Both the line below containing "filename apps/api-server/src/main.rs" and the line containing "mod telemetry;", along with every line between them, should be repeated exactly; no other line belongs in the answer.
═════ Exercise input ═════
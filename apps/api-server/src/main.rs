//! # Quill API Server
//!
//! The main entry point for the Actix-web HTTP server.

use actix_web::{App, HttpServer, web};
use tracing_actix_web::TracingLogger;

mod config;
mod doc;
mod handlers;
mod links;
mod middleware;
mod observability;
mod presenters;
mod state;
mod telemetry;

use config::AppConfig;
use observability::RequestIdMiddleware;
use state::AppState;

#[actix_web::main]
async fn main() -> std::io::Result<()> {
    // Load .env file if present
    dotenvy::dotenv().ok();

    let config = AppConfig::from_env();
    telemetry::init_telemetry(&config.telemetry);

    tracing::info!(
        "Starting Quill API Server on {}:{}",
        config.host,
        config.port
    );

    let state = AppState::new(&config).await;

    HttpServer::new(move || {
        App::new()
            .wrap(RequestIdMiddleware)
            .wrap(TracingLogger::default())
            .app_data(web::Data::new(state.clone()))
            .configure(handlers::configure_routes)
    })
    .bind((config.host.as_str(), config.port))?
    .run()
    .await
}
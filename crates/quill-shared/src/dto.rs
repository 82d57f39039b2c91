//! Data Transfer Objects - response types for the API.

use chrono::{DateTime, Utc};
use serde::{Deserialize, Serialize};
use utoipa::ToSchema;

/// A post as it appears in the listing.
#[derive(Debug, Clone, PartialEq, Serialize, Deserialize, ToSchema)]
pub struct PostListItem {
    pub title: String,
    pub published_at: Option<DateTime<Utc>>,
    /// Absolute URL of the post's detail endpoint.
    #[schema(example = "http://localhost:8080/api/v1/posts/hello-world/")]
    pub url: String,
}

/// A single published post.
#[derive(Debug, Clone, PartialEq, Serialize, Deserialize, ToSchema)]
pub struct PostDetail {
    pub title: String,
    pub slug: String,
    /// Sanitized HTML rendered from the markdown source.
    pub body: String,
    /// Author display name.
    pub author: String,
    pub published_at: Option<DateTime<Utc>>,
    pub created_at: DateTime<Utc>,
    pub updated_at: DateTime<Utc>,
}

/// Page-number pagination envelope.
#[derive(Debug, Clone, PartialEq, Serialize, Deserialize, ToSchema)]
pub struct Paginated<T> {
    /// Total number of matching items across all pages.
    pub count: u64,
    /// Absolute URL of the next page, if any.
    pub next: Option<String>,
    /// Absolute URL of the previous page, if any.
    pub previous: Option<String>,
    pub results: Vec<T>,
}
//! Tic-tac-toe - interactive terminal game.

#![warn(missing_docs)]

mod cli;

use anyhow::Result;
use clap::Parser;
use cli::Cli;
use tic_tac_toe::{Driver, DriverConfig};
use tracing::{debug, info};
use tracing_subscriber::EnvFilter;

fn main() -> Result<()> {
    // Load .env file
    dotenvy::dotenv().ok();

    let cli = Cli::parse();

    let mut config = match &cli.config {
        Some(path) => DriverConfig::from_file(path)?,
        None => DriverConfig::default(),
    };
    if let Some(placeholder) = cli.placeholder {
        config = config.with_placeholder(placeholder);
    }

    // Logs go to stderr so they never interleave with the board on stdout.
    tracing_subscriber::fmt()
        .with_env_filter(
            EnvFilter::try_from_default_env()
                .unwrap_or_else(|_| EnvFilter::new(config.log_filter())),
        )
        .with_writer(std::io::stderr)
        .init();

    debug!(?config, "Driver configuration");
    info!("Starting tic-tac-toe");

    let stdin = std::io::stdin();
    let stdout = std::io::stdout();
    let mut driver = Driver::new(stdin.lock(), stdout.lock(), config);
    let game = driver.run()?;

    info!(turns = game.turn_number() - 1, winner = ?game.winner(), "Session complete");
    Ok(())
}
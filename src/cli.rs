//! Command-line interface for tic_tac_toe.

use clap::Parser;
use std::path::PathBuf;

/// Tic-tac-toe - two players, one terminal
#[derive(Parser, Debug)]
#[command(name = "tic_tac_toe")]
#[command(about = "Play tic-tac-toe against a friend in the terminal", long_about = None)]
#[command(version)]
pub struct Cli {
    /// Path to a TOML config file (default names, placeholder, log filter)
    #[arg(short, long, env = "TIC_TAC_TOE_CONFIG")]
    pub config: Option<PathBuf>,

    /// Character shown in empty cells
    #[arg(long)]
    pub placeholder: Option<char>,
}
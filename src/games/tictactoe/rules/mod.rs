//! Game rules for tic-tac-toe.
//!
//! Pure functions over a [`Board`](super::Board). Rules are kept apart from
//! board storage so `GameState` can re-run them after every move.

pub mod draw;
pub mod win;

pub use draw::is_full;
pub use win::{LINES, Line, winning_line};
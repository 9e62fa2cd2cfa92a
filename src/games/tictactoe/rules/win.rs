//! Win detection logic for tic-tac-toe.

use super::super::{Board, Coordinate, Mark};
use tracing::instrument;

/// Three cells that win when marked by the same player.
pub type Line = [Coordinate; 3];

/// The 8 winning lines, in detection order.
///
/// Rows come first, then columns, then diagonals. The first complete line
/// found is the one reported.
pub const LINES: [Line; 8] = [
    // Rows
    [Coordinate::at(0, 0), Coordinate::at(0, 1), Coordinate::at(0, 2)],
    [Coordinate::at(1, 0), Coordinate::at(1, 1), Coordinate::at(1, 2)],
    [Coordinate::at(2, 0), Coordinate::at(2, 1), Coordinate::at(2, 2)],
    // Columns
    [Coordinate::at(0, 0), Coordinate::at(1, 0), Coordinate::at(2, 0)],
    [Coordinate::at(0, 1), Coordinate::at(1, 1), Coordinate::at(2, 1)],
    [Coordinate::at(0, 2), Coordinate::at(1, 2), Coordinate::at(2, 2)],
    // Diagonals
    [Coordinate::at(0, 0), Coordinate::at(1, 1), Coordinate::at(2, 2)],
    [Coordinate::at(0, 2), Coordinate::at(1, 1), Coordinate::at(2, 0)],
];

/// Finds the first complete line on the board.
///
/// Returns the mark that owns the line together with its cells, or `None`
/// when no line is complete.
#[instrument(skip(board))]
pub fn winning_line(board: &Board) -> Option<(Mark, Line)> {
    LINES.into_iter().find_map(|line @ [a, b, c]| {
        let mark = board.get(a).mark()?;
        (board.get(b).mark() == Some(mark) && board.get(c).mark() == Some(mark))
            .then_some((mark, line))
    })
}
═════
═════ Exercise input ═════
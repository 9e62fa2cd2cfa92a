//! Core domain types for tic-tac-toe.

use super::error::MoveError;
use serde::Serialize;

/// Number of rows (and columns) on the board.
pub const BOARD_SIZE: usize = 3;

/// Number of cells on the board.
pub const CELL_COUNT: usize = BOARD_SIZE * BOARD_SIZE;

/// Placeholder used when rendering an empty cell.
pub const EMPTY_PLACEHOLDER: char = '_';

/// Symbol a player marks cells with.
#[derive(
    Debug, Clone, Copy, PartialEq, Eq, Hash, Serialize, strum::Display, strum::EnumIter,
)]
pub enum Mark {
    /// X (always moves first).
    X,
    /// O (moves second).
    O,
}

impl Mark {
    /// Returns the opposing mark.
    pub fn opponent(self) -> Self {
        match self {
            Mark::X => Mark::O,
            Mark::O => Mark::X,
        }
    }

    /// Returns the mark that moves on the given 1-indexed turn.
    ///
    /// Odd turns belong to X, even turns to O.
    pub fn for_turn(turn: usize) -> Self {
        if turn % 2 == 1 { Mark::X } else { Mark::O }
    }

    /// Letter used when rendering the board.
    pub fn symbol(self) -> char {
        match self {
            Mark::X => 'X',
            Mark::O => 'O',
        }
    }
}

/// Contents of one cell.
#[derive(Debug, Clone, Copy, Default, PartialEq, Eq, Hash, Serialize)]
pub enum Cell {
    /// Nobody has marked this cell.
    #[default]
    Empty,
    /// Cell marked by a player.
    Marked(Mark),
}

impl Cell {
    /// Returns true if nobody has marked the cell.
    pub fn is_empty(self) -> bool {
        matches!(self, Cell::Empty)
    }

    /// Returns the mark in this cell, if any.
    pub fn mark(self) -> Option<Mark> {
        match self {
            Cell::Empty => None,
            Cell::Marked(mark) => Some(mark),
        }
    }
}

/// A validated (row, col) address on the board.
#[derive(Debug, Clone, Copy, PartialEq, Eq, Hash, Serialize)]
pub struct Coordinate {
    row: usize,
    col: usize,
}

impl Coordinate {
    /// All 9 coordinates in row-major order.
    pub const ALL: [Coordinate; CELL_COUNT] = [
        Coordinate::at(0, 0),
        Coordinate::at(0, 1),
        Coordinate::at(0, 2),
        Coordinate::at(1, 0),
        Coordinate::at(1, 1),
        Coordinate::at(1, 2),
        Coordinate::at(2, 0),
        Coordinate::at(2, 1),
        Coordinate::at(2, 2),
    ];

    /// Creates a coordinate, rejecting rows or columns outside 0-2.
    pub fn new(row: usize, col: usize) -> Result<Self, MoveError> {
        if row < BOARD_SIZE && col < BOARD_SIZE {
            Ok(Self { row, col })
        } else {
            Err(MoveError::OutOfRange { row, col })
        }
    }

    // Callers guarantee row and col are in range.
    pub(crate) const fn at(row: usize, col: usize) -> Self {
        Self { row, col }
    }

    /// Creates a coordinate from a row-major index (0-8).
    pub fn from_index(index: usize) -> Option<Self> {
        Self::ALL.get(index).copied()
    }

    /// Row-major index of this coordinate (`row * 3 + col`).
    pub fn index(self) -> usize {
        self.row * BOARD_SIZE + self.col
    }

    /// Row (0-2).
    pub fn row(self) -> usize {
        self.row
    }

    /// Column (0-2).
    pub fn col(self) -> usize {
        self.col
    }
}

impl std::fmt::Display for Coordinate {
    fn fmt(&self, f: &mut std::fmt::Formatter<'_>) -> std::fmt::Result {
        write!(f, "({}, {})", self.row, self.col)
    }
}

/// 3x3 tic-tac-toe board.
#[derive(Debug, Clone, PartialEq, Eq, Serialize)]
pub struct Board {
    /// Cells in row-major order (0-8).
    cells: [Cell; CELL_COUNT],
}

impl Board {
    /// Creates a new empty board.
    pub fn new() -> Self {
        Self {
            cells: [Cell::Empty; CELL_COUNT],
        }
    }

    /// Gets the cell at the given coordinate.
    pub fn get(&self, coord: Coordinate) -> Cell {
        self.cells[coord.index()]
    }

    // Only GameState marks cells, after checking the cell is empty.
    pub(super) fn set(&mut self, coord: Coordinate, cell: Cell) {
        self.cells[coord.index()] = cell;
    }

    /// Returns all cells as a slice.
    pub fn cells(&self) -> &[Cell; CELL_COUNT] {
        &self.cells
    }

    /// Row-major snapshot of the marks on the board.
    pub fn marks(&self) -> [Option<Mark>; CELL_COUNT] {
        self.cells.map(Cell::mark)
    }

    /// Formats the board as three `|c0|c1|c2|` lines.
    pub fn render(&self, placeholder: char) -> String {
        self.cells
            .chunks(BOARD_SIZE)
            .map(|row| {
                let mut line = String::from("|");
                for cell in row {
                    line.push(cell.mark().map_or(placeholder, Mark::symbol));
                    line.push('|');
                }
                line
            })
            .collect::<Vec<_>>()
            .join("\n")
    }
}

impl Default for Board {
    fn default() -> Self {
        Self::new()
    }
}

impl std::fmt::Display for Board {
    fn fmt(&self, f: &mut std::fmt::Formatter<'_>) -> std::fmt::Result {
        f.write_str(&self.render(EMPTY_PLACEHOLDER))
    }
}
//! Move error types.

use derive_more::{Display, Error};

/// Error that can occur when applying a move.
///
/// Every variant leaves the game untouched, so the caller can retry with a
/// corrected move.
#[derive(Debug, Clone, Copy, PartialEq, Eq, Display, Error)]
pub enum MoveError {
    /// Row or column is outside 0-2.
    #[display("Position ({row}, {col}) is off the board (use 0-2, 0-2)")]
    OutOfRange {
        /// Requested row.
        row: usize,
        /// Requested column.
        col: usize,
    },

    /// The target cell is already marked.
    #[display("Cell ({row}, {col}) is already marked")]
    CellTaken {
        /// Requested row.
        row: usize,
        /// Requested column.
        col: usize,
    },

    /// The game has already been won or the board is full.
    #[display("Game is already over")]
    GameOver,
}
═════
Answer:
filename apps/api-server/src/main.rs
//! # Quill API Server
//!
//! The main entry point for the Actix-web HTTP server.

use actix_web::{App, HttpServer, web};
use tracing_actix_web::TracingLogger;

mod config;
mod doc;
mod handlers;
mod links;
mod middleware;
mod observability;
mod presenters;
mod state;
mod telemetry;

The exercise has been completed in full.